Skip to main content
How to work with the protection card — the YAML document that tells Safe House how to defend an agent at runtime. Same CRUD shape as the alignment card, different semantics.

Viewing the current card

Via CLI

mnemom protection show            # canonical protection card (YAML)
mnemom protection show always renders the canonical (composed) card. To inspect the agent-scope raw card pre-composition, use the API ?include=sources envelope (see below) or the dashboard Security tab.

Via API

# Canonical (composed) protection card
curl -H "X-Mnemom-Api-Key: $MNEMOM_API_KEY" \
  https://api.mnemom.ai/v1/protection/agent/{agent_id}

# Raw agent-scope card pre-composition (five-row sources envelope:
# Platform / Org / Teams / Agent / Composed)
curl -H "X-Mnemom-Api-Key: $MNEMOM_API_KEY" \
  "https://api.mnemom.ai/v1/protection/agent/{agent_id}?include=sources"
Or visit the Security tab on the agent detail page in the dashboard — it shows both raw (agent-scope) and canonical (composed) side by side.

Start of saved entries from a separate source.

// Copyright (C) 2023 setzer22 and contributors
//
// This Source Code Form is subject to the terms of the Mozilla Public
// License, v. 2.0. If a copy of the MPL was not distributed with this
// file, You can obtain one at https://mozilla.org/MPL/2.0/.

use crate::error::bail_invalid;
use crate::prelude::*;

#[derive(Debug, Default, Clone)]
pub struct HalfEdge {
    pub(crate) twin: Option<HalfEdgeId>,
    pub(crate) next: Option<HalfEdgeId>,
    pub(crate) vertex: Option<VertexId>,
    pub(crate) face: Option<FaceId>,
    pub(crate) edge: Option<EdgeId>,
}

#[derive(Debug, Default, Clone)]
pub struct Vertex {
    pub(crate) halfedge: Option<HalfEdgeId>,
}

#[derive(Debug, Default, Clone)]
pub struct Face {
    pub(crate) halfedge: Option<HalfEdgeId>,
}

/// An edge is stored as the halfedge that introduced it. The direction of that
/// halfedge is the natural orientation of the edge.
#[derive(Debug, Clone)]
pub struct Edge {
    pub(crate) halfedge: HalfEdgeId,
}

/// Index-based halfedge graph. Element ids are positions in the arrays, so
/// they are dense and stable for as long as the polygon list they were built
/// from doesn't change.
///
/// The boundary is represented with halfedges pointing to a `None` face, so
/// every halfedge has a twin after [`MeshConnectivity::build`] succeeds.
#[derive(Debug, Default, Clone)]
pub struct MeshConnectivity {
    pub(crate) vertices: Vec<Vertex>,
    pub(crate) faces: Vec<Face>,
    pub(crate) halfedges: Vec<HalfEdge>,
    pub(crate) edges: Vec<Edge>,
}

/// The edges and faces around a vertex, in cyclic order.
///
/// Slots are enumerated rotating `twin -> next` from a start halfedge. On the
/// boundary, the start is the outgoing boundary halfedge, so the first and last
/// slots hold the two boundary edges. Otherwise, the start is the outgoing
/// halfedge with the lowest edge id.
///
/// `faces[j]` always lies between `edges[j]` and `edges[j + 1]`. Interior fans
/// wrap around, so they have as many faces as edges. Boundary fans have one
/// face less.
#[derive(Debug, Clone, Default, PartialEq, Eq)]
pub struct VertexFan {
    pub halfedges: SVec<HalfEdgeId>,
    pub edges: SVec<EdgeId>,
    pub faces: SVec<FaceId>,
    pub on_boundary: bool,
}

impl VertexFan {
    pub fn valence(&self) -> usize {
        self.edges.len()
    }

    pub fn slot_of(&self, edge: EdgeId) -> Option<usize> {
        self.edges.iter().position(|&e| e == edge)
    }
}

impl MeshConnectivity {
    /// Builds the halfedge graph for a list of polygons over `num_vertices`
    /// vertices. Fails for anything that is not an oriented manifold surface
    /// with boundary.
    #[profiling::function]
    pub fn build(num_vertices: usize, polygons: &[SVec<VertexId>]) -> MeshResult<Self> {
        let mut conn = MeshConnectivity {
            vertices: vec![Vertex::default(); num_vertices],
            ..Default::default()
        };

        // Used to compute the degree of a vertex. Useful to do some sanity
        // checks.
        let mut vertex_degree = vec![0u32; num_vertices];

        for (f, polygon) in polygons.iter().enumerate() {
            if polygon.len() < 3 {
                bail_invalid!("Polygon {f} has less than three vertices.")
            }
            if polygon.iter().duplicates().next().is_some() {
                bail_invalid!("Polygon {f} has duplicate vertices.")
            }
            for v in polygon {
                if v.idx() >= num_vertices {
                    bail_invalid!("Out-of-bounds index in polygon {f}: {v}")
                }
                vertex_degree[v.idx()] += 1;
            }
        }

        // Maps pairs of vertices to mesh halfedges
        let mut pair_to_halfedge = HashMap::<(VertexId, VertexId), HalfEdgeId>::new();

        for (f, polygon) in polygons.iter().enumerate() {
            let face = FaceId::from(f);
            conn.faces.push(Face::default());

            // Cyclically ordered list of the half edge ids of this face.
            let mut half_edges_in_face = SVec::new();

            for (&a, &b) in polygon.iter().circular_tuple_windows() {
                if pair_to_halfedge.contains_key(&(a, b)) {
                    bail_invalid!(
                        "Found multiple oriented edges from {a} to {b}. This means either \
                         (i) surface is non-manifold or (ii) faces are not oriented in \
                         the same direction"
                    )
                }

                let h = conn.alloc_halfedge(HalfEdge {
                    vertex: Some(a),
                    face: Some(face),
                    ..Default::default()
                });
                conn[face].halfedge = Some(h);
                conn[a].halfedge = Some(h);
                half_edges_in_face.push(h);
                pair_to_halfedge.insert((a, b), h);

                if let Some(&other) = pair_to_halfedge.get(&(b, a)) {
                    conn[h].twin = Some(other);
                    conn[other].twin = Some(h);
                    conn[h].edge = conn[other].edge;
                } else {
                    let e = EdgeId::from(conn.edges.len());
                    conn.edges.push(Edge { halfedge: h });
                    conn[h].edge = Some(e);
                }
            }

            for (&h1, &h2) in half_edges_in_face.iter().circular_tuple_windows() {
                conn[h1].next = Some(h2);
            }
        }

        conn.add_boundary_halfedges()?;

        for v in 0..num_vertices {
            let v = VertexId::from(v);
            if conn[v].halfedge.is_none() {
                bail_invalid!("Vertex {v} is disconnected from any polygon");
            }

            // The number of faces found by cycling around the vertex must
            // match the number of polygons that reference it. Otherwise the
            // vertex is not a polygon fan but some other nonmanifold structure.
            let num_faces = conn.at_vertex(v).fan_faces()?.len();
            if num_faces as u32 != vertex_degree[v.idx()] {
                bail_invalid!("Vertex {v} is not a polygon fan, but some other nonmanifold structure")
            }
        }

        Ok(conn)
    }

    fn alloc_halfedge(&mut self, h: HalfEdge) -> HalfEdgeId {
        self.halfedges.push(h);
        HalfEdgeId::from(self.halfedges.len() - 1)
    }

    /// Right after the faces are linked, halfedges on the boundary have no
    /// twin. This adds twin halfedges with a `None` face forming a loop around
    /// each hole, so traversals can always rely on twins existing.
    fn add_boundary_halfedges(&mut self) -> MeshResult<()> {
        let num_interior = self.halfedges.len();

        for h0 in (0..num_interior).map(HalfEdgeId::from) {
            if self[h0].twin.is_some() {
                continue;
            }
            let mut boundary_halfedges = Vec::<HalfEdgeId>::new();
            let mut h_it = h0;
            loop {
                let dst = self.at_halfedge(h_it).dst_vertex().try_end()?;
                let t = self.alloc_halfedge(HalfEdge {
                    twin: Some(h_it),
                    vertex: Some(dst),
                    edge: self[h_it].edge,
                    ..Default::default()
                });
                boundary_halfedges.push(t);
                self[h_it].twin = Some(t);

                // Look for the next outgoing halfedge for this vertex that's
                // in the boundary
                h_it = self.at_halfedge(h_it).next().try_end()?;
                let mut count = 0;
                while h_it != h0 && self[h_it].twin.is_some() {
                    h_it = self.at_halfedge(h_it).next_in_fan().try_end()?;
                    count += 1;
                    if count > MAX_LOOP_ITERATIONS {
                        bail_invalid!("Could not close the boundary loop starting at {h0}")
                    }
                }

                if h_it == h0 {
                    break;
                }
            }

            for (&b_h, &b_h_next) in boundary_halfedges.iter().rev().circular_tuple_windows() {
                self[b_h].next = Some(b_h_next);
            }
        }
        Ok(())
    }

    pub fn num_vertices(&self) -> usize {
        self.vertices.len()
    }

    pub fn num_edges(&self) -> usize {
        self.edges.len()
    }

    pub fn num_faces(&self) -> usize {
        self.faces.len()
    }

    pub fn num_halfedges(&self) -> usize {
        self.halfedges.len()
    }

    pub fn iter_halfedges(&self) -> impl Iterator<Item = (HalfEdgeId, &HalfEdge)> {
        self.halfedges
            .iter()
            .enumerate()
            .map(|(i, h)| (HalfEdgeId::from(i), h))
    }

    /// The halfedge giving the natural orientation of `edge`
    pub fn edge_halfedge(&self, edge: EdgeId) -> HalfEdgeId {
        self.edges[edge.idx()].halfedge
    }

    /// Source and destination of `edge` in its natural orientation
    pub fn edge_endpoints(&self, edge: EdgeId) -> Result<(VertexId, VertexId), TraversalError> {
        self.at_halfedge(self.edge_halfedge(edge)).endpoints()
    }

    /// The faces on either side of `edge`. The second one is `None` on the
    /// boundary.
    pub fn edge_faces(&self, edge: EdgeId) -> Result<SVec<FaceId>, TraversalError> {
        let h = self.edge_halfedge(edge);
        let twin = self.at_halfedge(h).twin().try_end()?;
        Ok([h, twin]
            .iter()
            .filter_map(|&h| self[h].face)
            .collect_svec())
    }

    pub fn is_boundary_edge(&self, edge: EdgeId) -> Result<bool, TraversalError> {
        Ok(self.edge_faces(edge)?.len() < 2)
    }

    pub fn is_boundary_vertex(&self, v: VertexId) -> Result<bool, TraversalError> {
        for h in self.at_vertex(v).fan_halfedges()? {
            if self.at_halfedge(h).is_boundary()? {
                return Ok(true);
            }
        }
        Ok(false)
    }

    /// Returns the edge joining `a` and `b`, if any
    pub fn find_edge(&self, a: VertexId, b: VertexId) -> Option<EdgeId> {
        self.at_vertex(a)
            .halfedge_to(b)
            .try_end()
            .ok()
            .and_then(|h| self[h].edge)
    }

    pub fn vertex_fan(&self, v: VertexId) -> Result<VertexFan, TraversalError> {
        let outgoing = self.at_vertex(v).fan_halfedges()?;
        let n = outgoing.len();

        let boundary_slot = outgoing.iter().position(|&h| self[h].face.is_none());
        let start = match boundary_slot {
            Some(slot) => slot,
            None => outgoing
                .iter()
                .position_min_by_key(|&&h| self[h].edge)
                .unwrap_or(0),
        };

        let halfedges = rotate_iter(outgoing.iter_cpy(), start, n).collect_svec();
        let edges = halfedges
            .iter()
            .map(|&h| self.at_halfedge(h).edge_id())
            .collect::<Result<SVec<_>, _>>()?;
        let on_boundary = boundary_slot.is_some();
        let faces = halfedges
            .iter_cpy()
            .skip(1)
            .chain(halfedges.first().copied().filter(|_| !on_boundary))
            .map(|h| self.at_halfedge(h).face().try_end())
            .collect::<Result<SVec<_>, _>>()?;

        Ok(VertexFan {
            halfedges,
            edges,
            faces,
            on_boundary,
        })
    }

    /// The halfedges of the polygon at `face`, starting at the first corner.
    pub fn face_halfedges(&self, face: FaceId) -> Result<SVec<HalfEdgeId>, TraversalError> {
        self.at_face(face).polygon_halfedges()
    }
}

macro_rules! impl_index_traits {
    ($id_type:ty, $output_type:ty, $arena:ident) => {
        impl std::ops::Index<$id_type> for MeshConnectivity {
            type Output = $output_type;

            fn index(&self, index: $id_type) -> &Self::Output {
                self.$arena.get(index.idx()).unwrap_or_else(|| {
                    panic!(
                        "{} index error for {}. Is it out of range?",
                        stringify!($id_type),
                        index
                    )
                })
            }
        }

        impl std::ops::IndexMut<$id_type> for MeshConnectivity {
            fn index_mut(&mut self, index: $id_type) -> &mut Self::Output {
                self.$arena.get_mut(index.idx()).unwrap_or_else(|| {
                    panic!(
                        "{} index error for {}. Is it out of range?",
                        stringify!($id_type),
                        index
                    )
                })
            }
        }
    };
}

impl_index_traits!(VertexId, Vertex, vertices);
impl_index_traits!(FaceId, Face, faces);
impl_index_traits!(HalfEdgeId, HalfEdge, halfedges);

#[cfg(test)]
mod test {
    use super::*;

    fn quad_strip() -> Vec<SVec<VertexId>> {
        // 0 - 1 - 2
        // |   |   |
        // 3 - 4 - 5
        [[0u32, 3, 4, 1], [1, 4, 5, 2]]
            .iter()
            .map(|p| p.iter().map(|&i| VertexId(i)).collect_svec())
            .collect()
    }

    #[test]
    pub fn edges_are_numbered_in_order_of_appearance() {
        let conn = MeshConnectivity::build(6, &quad_strip()).unwrap();
        assert_eq!(conn.num_edges(), 7);
        assert_eq!(
            conn.edge_endpoints(EdgeId(0)).unwrap(),
            (VertexId(0), VertexId(3))
        );
        // The shared edge keeps the orientation of the first face.
        assert_eq!(
            conn.edge_endpoints(EdgeId(2)).unwrap(),
            (VertexId(4), VertexId(1))
        );
        assert_eq!(conn.find_edge(VertexId(4), VertexId(1)), Some(EdgeId(2)));
        assert_eq!(conn.edge_faces(EdgeId(2)).unwrap().len(), 2);
        assert!(conn.is_boundary_edge(EdgeId(0)).unwrap());
        assert!(!conn.is_boundary_edge(EdgeId(2)).unwrap());
    }

    #[test]
    pub fn boundary_fans_start_and_end_on_the_boundary() {
        let conn = MeshConnectivity::build(6, &quad_strip()).unwrap();
        let fan = conn.vertex_fan(VertexId(4)).unwrap();
        assert!(fan.on_boundary);
        assert_eq!(fan.valence(), 3);
        assert_eq!(fan.faces.len(), 2);
        for slot in [0, fan.valence() - 1] {
            assert!(conn.is_boundary_edge(fan.edges[slot]).unwrap());
        }
        assert!(!conn.is_boundary_edge(fan.edges[1]).unwrap());
    }

    #[test]
    pub fn rejects_nonmanifold_input() {
        let flipped: Vec<SVec<VertexId>> = [[0u32, 1, 2], [0, 1, 3]]
            .iter()
            .map(|p| p.iter().map(|&i| VertexId(i)).collect_svec())
            .collect();
        assert!(MeshConnectivity::build(4, &flipped)
            .unwrap_err()
            .is_invalid_parameter());

        let degenerate: Vec<SVec<VertexId>> = vec![[VertexId(0), VertexId(1)].into_iter().collect()];
        assert!(MeshConnectivity::build(2, &degenerate).is_err());

        // Vertex 6 is never referenced
        assert!(MeshConnectivity::build(7, &quad_strip()).is_err());
    }
}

Authoring a protection card

Start from the protection card schema. A minimal card:
# protection.card.yaml
card_version: protection/2026-04-26
agent_id: mnm-xxxxxxxx
issued_at: 2026-04-26T00:00:00Z

mode: enforce            # "off" | "observe" | "nudge" | "enforce"

thresholds:
  warn: 0.60             # informational threshold
  quarantine: 0.80       # quarantine in enforce mode
  block: 0.95            # hard block in enforce mode

screen_surfaces:
  incoming: true
  outgoing: true
  tool_calls: true
  tool_responses: true

trusted_sources:
  domains: ["internal.acme.com"]
  agent_ids: []
  ip_ranges: ["10.0.0.0/8"]
Most fields are optional. Omitted fields inherit from the org template (if any), which inherits from the platform default.

Publishing

mnemom protection publish protection.card.yaml
Or via API:
curl -X PUT https://api.mnemom.ai/v1/protection/agent/{agent_id} \
  -H "X-Mnemom-Api-Key: $MNEMOM_API_KEY" \
  -H "Content-Type: text/yaml" \
  -H "Idempotency-Key: <uuid>" \
  --data-binary @protection.card.yaml
The publish triggers compose_protection_card(agent_id), which generates the new canonical card within a second.

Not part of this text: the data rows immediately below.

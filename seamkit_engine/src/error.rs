// Copyright (C) 2023 setzer22 and contributors
//
// This Source Code Form is subject to the terms of the Mozilla Public
// License, v. 2.0. If a copy of the MPL was not distributed with this
// file, You can obtain one at https://mozilla.org/MPL/2.0/.

use crate::mesh::TraversalError;

/// Every fallible model operation returns one of these. Success is `Ok`.
#[derive(Clone, Debug, PartialEq, Eq)]
pub enum MeshError {
    /// Malformed or out-of-range input, or mismatched array lengths.
    InvalidParameter(String),
    /// The operation is not applicable to the current topology, or there is
    /// no mesh to operate on.
    Failure(String),
}

pub type MeshResult<T> = Result<T, MeshError>;

impl MeshError {
    pub fn invalid(msg: impl Into<String>) -> Self {
        MeshError::InvalidParameter(msg.into())
    }

    pub fn failure(msg: impl Into<String>) -> Self {
        MeshError::Failure(msg.into())
    }

    pub fn is_invalid_parameter(&self) -> bool {
        matches!(self, MeshError::InvalidParameter(_))
    }

    pub fn is_failure(&self) -> bool {
        matches!(self, MeshError::Failure(_))
    }
}

impl std::fmt::Display for MeshError {
    fn fmt(&self, f: &mut std::fmt::Formatter<'_>) -> std::fmt::Result {
        match self {
            MeshError::InvalidParameter(msg) => write!(f, "Invalid parameter: {msg}"),
            MeshError::Failure(msg) => write!(f, "Failure: {msg}"),
        }
    }
}
impl std::error::Error for MeshError {}

impl From<TraversalError> for MeshError {
    fn from(err: TraversalError) -> Self {
        MeshError::Failure(format!("Malformed mesh connectivity: {err}"))
    }
}

/// Returns early with an `InvalidParameter` error.
macro_rules! bail_invalid {
    ($($arg:tt)*) => {
        return Err($crate::error::MeshError::InvalidParameter(format!($($arg)*)))
    };
}

/// Returns early with a `Failure` error.
macro_rules! bail_failure {
    ($($arg:tt)*) => {
        return Err($crate::error::MeshError::Failure(format!($($arg)*)))
    };
}

pub(crate) use bail_failure;
pub(crate) use bail_invalid;
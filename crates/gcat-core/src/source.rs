// crates/gcat-core/src/source.rs
//
// Input sources: regular files (read whole) and stdin (read per line).

use std::borrow::Cow;
use std::ffi::OsStr;
use std::fs;
use std::io::{self, BufRead};
use std::path::{Path, PathBuf};

use crate::error::{CatError, Result};

/// Name used for stdin in arguments and error messages.
pub const STDIN_NAME: &str = "-";

#[derive(Clone, Debug, PartialEq, Eq)]
pub enum Source {
    Stdin,
    File(PathBuf),
}

impl Source {
    pub fn from_arg(arg: &OsStr) -> Self {
        if arg == STDIN_NAME {
            Source::Stdin
        } else {
            Source::File(PathBuf::from(arg))
        }
    }

    /// Display name; non-UTF-8 paths are shown lossily.
    pub fn name(&self) -> Cow<'_, str> {
        match self {
            Source::Stdin => Cow::Borrowed(STDIN_NAME),
            Source::File(p) => p.to_string_lossy(),
        }
    }
}

/// Check that `path` exists and is a regular file.
pub fn validate_path(path: &Path) -> Result<()> {
    let meta = match fs::metadata(path) {
        Ok(m) => m,
        Err(e) if e.kind() == io::ErrorKind::NotFound => {
            return Err(CatError::PathNotFound(display_name(path)))
        }
        Err(e) => {
            return Err(CatError::ReadFailure {
                name: display_name(path),
                source: e,
            })
        }
    };
    if !meta.is_file() {
        return Err(CatError::NotARegularFile(display_name(path)));
    }
    Ok(())
}

/// Read a whole file.
pub fn read_file(path: &Path) -> Result<Vec<u8>> {
    fs::read(path).map_err(|e| CatError::ReadFailure {
        name: display_name(path),
        source: e,
    })
}

fn display_name(path: &Path) -> String {
    path.to_string_lossy().into_owned()
}

/// Successive LF-terminated chunks of a reader. The final chunk may lack
/// its LF. Ends at EOF.
pub struct LineChunks<R> {
    reader: R,
    buf: Vec<u8>,
}

impl<R: BufRead> LineChunks<R> {
    pub fn new(reader: R) -> Self {
        Self {
            reader,
            buf: Vec::with_capacity(256),
        }
    }

    /// Next chunk, or `None` at end of stream. The slice is valid until the
    /// following call.
    pub fn next_chunk(&mut self) -> Result<Option<&[u8]>> {
        self.buf.clear();
        let n = self
            .reader
            .read_until(b'\n', &mut self.buf)
            .map_err(|e| CatError::ReadFailure {
                name: STDIN_NAME.to_string(),
                source: e,
            })?;
        if n == 0 {
            return Ok(None);
        }
        Ok(Some(&self.buf))
    }
}
// crates/gcat-cli/src/cmd/concat.rs

use gcat_core::Plan;

/// Stream the plan's sources to stdout.
pub fn run(plan: &Plan) -> anyhow::Result<()> {
    let stdin = std::io::stdin().lock();
    let mut stdout = std::io::stdout().lock();

    let summary = gcat_core::run(plan, stdin, &mut stdout)?;

    tracing::debug!(
        sources = summary.sources,
        bytes_in = summary.bytes_in,
        bytes_out = summary.bytes_out,
        "concat ok"
    );
    Ok(())
}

Validating without publishing

mnemom protection validate protection.card.yaml
Runs the full schema validator + applies an inline composition with current platform/org templates so you can see the canonical output without writing anything.

Understanding composition

Protection-card composition follows the three-scope model (platform > org > agent). The per-field rules:
FieldComposition
modeStrictest wins (enforce > nudge > observe > off). Agent can go stricter, not looser.
thresholds.*Min across scopes — lowest = strictest wins. An agent can tighten further than the platform/org but not loosen.
screen_surfaces.*OR per field — true wins. Any scope can require scanning a surface; agents cannot turn off scanning the org or platform requires.
trusted_sources.{domains,agent_ids,ip_ranges}Platform intersection, org+agent union: platform allowlist is the compliance ceiling; downstream scopes can only add from inside that ceiling.
Publishing an org protection template propagates to all agents in the org via mark_agents_for_recompose — the same mechanism as alignment templates. See Managing Card Composition for the full flow.

Common tuning patterns

Production-grade strictness

For high-stakes agents (financial, health, compliance):
mode: enforce

thresholds:
  warn: 0.50           # tighter than the 0.60 platform default
  quarantine: 0.70
  block: 0.85

screen_surfaces:
  incoming: true
  outgoing: true
  tool_calls: true
  tool_responses: true

Observe-first for a new agent

Before committing to enforcement, run in observe mode to gather a baseline:
mode: observe          # all detectors run, nothing is blocked

thresholds:
  warn: 0.50           # lower = more sensitive (more events logged)
  quarantine: 0.70
  block: 0.90
Review the event stream for 7-14 days. Adjust thresholds based on false-positive rate. Promote to nudge or enforce when stable. nudge is a useful intermediate stage — the model receives an advisory annotation but the request still proceeds, so you can validate the security signal reaches the agent before committing to hard blocks.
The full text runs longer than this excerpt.